### Goal of the exercise
All of the entries below are to be retyped exactly.

### Supplied records

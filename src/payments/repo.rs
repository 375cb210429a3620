use async_trait::async_trait;
use sqlx::PgPool;
use uuid::Uuid;

use crate::db::StoreError;
use crate::payments::repo_types::{NewPurchase, Purchase};

/// Append-only record of course grants.
#[async_trait]
pub trait PurchaseLedger: Send + Sync {
    async fn find_by_user_and_course(
        &self,
        user_id: Uuid,
        course_id: &str,
    ) -> Result<Option<Purchase>, StoreError>;

    /// Fails with [`StoreError::DuplicateKey`] if the (user, course) pair or the
    /// gateway payment id is already recorded.
    async fn create(&self, purchase: NewPurchase) -> Result<Purchase, StoreError>;

    /// Newest first.
    async fn list_by_user(&self, user_id: Uuid) -> Result<Vec<Purchase>, StoreError>;
}

#[derive(Clone)]
pub struct PgPurchaseLedger {
    db: PgPool,
}

impl PgPurchaseLedger {
    pub fn new(db: PgPool) -> Self {
        Self { db }
    }
}

#[async_trait]
impl PurchaseLedger for PgPurchaseLedger {
    async fn find_by_user_and_course(
        &self,
        user_id: Uuid,
        course_id: &str,
    ) -> Result<Option<Purchase>, StoreError> {
        let row = sqlx::query_as::<_, Purchase>(
            r#"
            SELECT id, user_id, course_id, course_name, course_image, amount,
                   gateway_order_id, gateway_payment_id, purchased_at
            FROM purchases
            WHERE user_id = $1 AND course_id = $2
            "#,
        )
        .bind(user_id)
        .bind(course_id)
        .fetch_optional(&self.db)
        .await?;
        Ok(row)
    }

    async fn create(&self, p: NewPurchase) -> Result<Purchase, StoreError> {
        let row = sqlx::query_as::<_, Purchase>(
            r#"
            INSERT INTO purchases (user_id, course_id, course_name, course_image, amount,
                                   gateway_order_id, gateway_payment_id)
            VALUES ($1, $2, $3, $4, $5, $6, $7)
            ON CONFLICT DO NOTHING
            RETURNING id, user_id, course_id, course_name, course_image, amount,
                      gateway_order_id, gateway_payment_id, purchased_at
            "#,
        )
        .bind(p.user_id)
        .bind(&p.course_id)
        .bind(&p.course_name)
        .bind(&p.course_image)
        .bind(p.amount)
        .bind(&p.gateway_order_id)
        .bind(&p.gateway_payment_id)
        .fetch_optional(&self.db)
        .await?;
        row.ok_or(StoreError::DuplicateKey)
    }

    async fn list_by_user(&self, user_id: Uuid) -> Result<Vec<Purchase>, StoreError> {
        let rows = sqlx::query_as::<_, Purchase>(
            r#"
            SELECT id, user_id, course_id, course_name, course_image, amount,
                   gateway_order_id, gateway_payment_id, purchased_at
            FROM purchases
            WHERE user_id = $1
            ORDER BY purchased_at DESC
            "#,
        )
        .bind(user_id)
        .fetch_all(&self.db)
        .await?;
        Ok(rows)
    }
}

### Problem solution
filename src/payments/repo.rs
repository 375cb210429a3620
use async_trait::async_trait;
use sqlx::PgPool;
use uuid::Uuid;

use crate::db::StoreError;
use crate::payments::repo_types::{NewPurchase, Purchase};

/// Append-only record of course grants.
#[async_trait]
pub trait PurchaseLedger: Send + Sync {
    async fn find_by_user_and_course(
        &self,
        user_id: Uuid,
        course_id: &str,
    ) -> Result<Option<Purchase>, StoreError>;

    /// Fails with [`StoreError::DuplicateKey`] if the (user, course) pair or the
    /// gateway payment id is already recorded.
    async fn create(&self, purchase: NewPurchase) -> Result<Purchase, StoreError>;

    /// Newest first.
    async fn list_by_user(&self, user_id: Uuid) -> Result<Vec<Purchase>, StoreError>;
}

#[derive(Clone)]
pub struct PgPurchaseLedger {
    db: PgPool,
}

impl PgPurchaseLedger {
    pub fn new(db: PgPool) -> Self {
        Self { db }
    }
}

#[async_trait]
impl PurchaseLedger for PgPurchaseLedger {
    async fn find_by_user_and_course(
        &self,
        user_id: Uuid,
        course_id: &str,
    ) -> Result<Option<Purchase>, StoreError> {
        let row = sqlx::query_as::<_, Purchase>(
            r#"
            SELECT id, user_id, course_id, course_name, course_image, amount,
                   gateway_order_id, gateway_payment_id, purchased_at
            FROM purchases
            WHERE user_id = $1 AND course_id = $2
            "#,
        )
        .bind(user_id)
        .bind(course_id)
        .fetch_optional(&self.db)
        .await?;
        Ok(row)
    }

    async fn create(&self, p: NewPurchase) -> Result<Purchase, StoreError> {
        let row = sqlx::query_as::<_, Purchase>(
            r#"
            INSERT INTO purchases (user_id, course_id, course_name, course_image, amount,
                                   gateway_order_id, gateway_payment_id)
            VALUES ($1, $2, $3, $4, $5, $6, $7)
            ON CONFLICT DO NOTHING
            RETURNING id, user_id, course_id, course_name, course_image, amount,
                      gateway_order_id, gateway_payment_id, purchased_at
            "#,
        )
        .bind(p.user_id)
        .bind(&p.course_id)
        .bind(&p.course_name)
        .bind(&p.course_image)
        .bind(p.amount)
        .bind(&p.gateway_order_id)
        .bind(&p.gateway_payment_id)
        .fetch_optional(&self.db)
        .await?;
        row.ok_or(StoreError::DuplicateKey)
    }

    async fn list_by_user(&self, user_id: Uuid) -> Result<Vec<Purchase>, StoreError> {
        let rows = sqlx::query_as::<_, Purchase>(
            r#"
            SELECT id, user_id, course_id, course_name, course_image, amount,
                   gateway_order_id, gateway_payment_id, purchased_at
            FROM purchases
            WHERE user_id = $1
            ORDER BY purchased_at DESC
            "#,
        )
        .bind(user_id)
        .fetch_all(&self.db)
        .await?;
        Ok(rows)
    }
}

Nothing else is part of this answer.